WHAT THE EXERCISE ASKS
All lines in the records below with the word "BalanceChanged" must be returned.

DATA EXTRACT

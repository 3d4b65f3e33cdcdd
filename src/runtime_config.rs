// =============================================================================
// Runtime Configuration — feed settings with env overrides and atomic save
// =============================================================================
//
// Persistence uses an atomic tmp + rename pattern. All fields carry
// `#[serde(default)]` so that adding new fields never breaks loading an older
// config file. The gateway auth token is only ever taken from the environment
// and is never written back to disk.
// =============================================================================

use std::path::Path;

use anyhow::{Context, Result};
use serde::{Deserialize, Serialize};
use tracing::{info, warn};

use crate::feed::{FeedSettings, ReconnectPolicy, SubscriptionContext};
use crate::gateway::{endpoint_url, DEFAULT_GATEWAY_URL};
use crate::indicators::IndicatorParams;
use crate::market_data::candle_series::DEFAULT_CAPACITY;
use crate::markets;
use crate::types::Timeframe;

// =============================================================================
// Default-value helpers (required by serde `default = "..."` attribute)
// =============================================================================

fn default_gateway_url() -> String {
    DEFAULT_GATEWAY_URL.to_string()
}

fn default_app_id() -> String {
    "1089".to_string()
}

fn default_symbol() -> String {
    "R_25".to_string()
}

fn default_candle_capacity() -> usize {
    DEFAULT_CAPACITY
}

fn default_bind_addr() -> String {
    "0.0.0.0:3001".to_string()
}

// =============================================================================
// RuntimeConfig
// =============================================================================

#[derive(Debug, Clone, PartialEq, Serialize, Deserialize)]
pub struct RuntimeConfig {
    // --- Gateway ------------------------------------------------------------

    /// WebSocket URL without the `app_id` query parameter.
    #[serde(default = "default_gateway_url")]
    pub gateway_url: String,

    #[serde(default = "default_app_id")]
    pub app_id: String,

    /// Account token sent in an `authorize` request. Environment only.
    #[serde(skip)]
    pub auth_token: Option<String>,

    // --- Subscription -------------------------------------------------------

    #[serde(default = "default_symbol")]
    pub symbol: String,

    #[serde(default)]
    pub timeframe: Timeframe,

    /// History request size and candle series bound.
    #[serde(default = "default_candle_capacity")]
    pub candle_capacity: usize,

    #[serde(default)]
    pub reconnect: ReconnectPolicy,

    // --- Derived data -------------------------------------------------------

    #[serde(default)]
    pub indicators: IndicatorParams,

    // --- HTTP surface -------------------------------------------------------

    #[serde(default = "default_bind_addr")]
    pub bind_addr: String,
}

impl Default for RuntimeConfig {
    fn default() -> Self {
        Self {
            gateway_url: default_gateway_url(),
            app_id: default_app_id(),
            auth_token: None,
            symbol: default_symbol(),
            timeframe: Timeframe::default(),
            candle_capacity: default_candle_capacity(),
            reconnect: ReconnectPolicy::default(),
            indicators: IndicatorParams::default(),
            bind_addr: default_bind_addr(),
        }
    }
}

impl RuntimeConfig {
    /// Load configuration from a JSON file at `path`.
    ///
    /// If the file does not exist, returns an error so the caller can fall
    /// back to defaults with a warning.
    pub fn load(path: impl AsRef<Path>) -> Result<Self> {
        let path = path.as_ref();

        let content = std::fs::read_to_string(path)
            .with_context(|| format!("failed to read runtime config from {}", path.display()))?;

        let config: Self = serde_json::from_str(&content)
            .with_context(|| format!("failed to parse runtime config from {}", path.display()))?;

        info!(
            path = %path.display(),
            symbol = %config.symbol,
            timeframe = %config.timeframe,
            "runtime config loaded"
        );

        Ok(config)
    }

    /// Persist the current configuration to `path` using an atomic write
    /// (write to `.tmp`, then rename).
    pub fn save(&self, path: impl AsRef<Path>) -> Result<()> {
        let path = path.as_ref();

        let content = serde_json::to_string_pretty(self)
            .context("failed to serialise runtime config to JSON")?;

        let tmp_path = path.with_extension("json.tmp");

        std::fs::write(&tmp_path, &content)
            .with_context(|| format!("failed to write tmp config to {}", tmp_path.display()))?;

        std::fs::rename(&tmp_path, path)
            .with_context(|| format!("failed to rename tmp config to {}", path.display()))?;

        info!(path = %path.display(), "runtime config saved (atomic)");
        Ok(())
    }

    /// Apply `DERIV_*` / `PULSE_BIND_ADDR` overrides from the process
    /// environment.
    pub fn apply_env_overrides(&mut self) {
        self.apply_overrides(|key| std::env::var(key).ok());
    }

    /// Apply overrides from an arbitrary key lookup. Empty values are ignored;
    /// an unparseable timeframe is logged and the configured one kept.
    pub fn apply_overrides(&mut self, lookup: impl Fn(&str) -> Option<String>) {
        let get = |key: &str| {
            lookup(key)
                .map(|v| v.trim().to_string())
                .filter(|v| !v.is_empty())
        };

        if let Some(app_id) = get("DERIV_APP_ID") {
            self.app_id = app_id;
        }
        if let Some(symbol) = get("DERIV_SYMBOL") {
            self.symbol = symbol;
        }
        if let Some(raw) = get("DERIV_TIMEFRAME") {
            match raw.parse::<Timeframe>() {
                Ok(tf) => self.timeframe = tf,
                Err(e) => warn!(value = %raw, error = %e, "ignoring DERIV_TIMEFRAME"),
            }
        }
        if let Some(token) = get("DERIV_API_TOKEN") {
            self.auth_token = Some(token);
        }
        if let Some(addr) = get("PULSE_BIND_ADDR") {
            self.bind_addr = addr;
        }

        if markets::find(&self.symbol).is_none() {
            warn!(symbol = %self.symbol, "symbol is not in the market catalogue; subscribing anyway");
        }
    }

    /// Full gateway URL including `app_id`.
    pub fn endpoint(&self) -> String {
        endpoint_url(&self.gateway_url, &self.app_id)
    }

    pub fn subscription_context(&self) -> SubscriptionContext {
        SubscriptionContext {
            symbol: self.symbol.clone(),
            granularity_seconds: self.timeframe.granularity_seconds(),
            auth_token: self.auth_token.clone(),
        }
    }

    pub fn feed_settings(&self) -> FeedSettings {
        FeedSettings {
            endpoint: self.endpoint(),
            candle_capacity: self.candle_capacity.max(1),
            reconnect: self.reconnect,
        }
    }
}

---

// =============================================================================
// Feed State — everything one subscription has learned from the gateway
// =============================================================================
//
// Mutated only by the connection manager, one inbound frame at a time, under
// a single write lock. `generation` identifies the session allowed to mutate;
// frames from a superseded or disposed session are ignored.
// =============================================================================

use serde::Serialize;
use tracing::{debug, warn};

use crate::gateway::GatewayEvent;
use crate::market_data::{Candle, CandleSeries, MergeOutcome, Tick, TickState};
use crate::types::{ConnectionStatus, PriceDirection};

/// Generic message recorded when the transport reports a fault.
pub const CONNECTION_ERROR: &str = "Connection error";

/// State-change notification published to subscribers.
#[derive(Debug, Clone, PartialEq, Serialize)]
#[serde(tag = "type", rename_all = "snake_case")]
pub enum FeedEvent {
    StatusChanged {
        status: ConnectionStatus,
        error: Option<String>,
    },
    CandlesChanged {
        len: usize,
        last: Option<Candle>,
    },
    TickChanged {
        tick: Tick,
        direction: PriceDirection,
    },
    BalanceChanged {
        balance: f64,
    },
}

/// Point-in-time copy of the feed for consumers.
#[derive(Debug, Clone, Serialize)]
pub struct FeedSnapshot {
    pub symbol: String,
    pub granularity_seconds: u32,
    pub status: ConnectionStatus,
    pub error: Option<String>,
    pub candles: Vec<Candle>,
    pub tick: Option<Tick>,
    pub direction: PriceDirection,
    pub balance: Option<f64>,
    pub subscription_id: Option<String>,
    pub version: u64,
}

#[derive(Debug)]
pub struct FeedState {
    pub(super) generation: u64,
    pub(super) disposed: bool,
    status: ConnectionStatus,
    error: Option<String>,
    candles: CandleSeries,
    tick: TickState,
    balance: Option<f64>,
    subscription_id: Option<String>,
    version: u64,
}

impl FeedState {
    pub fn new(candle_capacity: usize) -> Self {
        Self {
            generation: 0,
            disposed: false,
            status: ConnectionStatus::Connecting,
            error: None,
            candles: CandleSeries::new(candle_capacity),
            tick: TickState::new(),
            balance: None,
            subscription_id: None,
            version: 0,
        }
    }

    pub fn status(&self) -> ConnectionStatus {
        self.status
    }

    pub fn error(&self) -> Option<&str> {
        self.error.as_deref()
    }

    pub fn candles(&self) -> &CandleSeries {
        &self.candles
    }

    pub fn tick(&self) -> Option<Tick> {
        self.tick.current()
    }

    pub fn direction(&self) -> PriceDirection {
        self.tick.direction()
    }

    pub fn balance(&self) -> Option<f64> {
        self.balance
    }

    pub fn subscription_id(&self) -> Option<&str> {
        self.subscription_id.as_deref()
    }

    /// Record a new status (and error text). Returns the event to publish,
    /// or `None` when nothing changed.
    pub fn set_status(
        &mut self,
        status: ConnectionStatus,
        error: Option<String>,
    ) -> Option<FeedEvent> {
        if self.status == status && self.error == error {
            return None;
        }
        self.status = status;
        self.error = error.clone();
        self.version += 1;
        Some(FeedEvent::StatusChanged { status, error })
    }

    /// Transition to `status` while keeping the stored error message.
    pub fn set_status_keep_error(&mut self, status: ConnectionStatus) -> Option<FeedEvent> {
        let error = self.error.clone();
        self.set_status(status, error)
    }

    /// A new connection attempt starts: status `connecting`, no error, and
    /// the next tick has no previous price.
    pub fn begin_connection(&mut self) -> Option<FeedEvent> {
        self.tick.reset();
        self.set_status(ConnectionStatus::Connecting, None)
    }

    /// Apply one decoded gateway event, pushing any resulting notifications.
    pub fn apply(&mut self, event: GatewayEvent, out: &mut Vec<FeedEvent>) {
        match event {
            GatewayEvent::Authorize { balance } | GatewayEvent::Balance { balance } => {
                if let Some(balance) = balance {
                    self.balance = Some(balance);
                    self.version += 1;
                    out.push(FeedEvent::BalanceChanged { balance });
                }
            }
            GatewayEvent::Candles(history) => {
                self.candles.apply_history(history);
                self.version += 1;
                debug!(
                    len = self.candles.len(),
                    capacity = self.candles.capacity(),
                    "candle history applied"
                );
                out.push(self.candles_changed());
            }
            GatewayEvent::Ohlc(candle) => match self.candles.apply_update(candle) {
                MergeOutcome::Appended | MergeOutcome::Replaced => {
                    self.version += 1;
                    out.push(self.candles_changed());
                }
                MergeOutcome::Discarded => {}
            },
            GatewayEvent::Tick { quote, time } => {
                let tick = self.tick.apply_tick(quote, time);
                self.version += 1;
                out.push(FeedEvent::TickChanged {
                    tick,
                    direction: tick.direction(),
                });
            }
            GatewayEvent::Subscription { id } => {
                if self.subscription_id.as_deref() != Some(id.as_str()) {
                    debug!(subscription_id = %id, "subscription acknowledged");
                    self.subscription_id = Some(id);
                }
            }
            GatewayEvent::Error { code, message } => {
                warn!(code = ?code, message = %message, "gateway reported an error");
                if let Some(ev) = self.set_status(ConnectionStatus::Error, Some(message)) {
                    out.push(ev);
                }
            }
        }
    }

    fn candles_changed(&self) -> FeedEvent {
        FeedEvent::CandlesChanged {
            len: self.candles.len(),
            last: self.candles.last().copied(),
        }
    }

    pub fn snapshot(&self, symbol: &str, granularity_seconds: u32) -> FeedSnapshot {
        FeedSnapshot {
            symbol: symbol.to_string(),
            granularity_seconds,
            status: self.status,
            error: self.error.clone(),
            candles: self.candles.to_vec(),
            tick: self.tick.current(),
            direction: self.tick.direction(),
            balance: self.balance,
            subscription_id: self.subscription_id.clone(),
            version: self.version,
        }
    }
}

WORKED SOLUTION
    BalanceChanged {
                    out.push(FeedEvent::BalanceChanged { balance });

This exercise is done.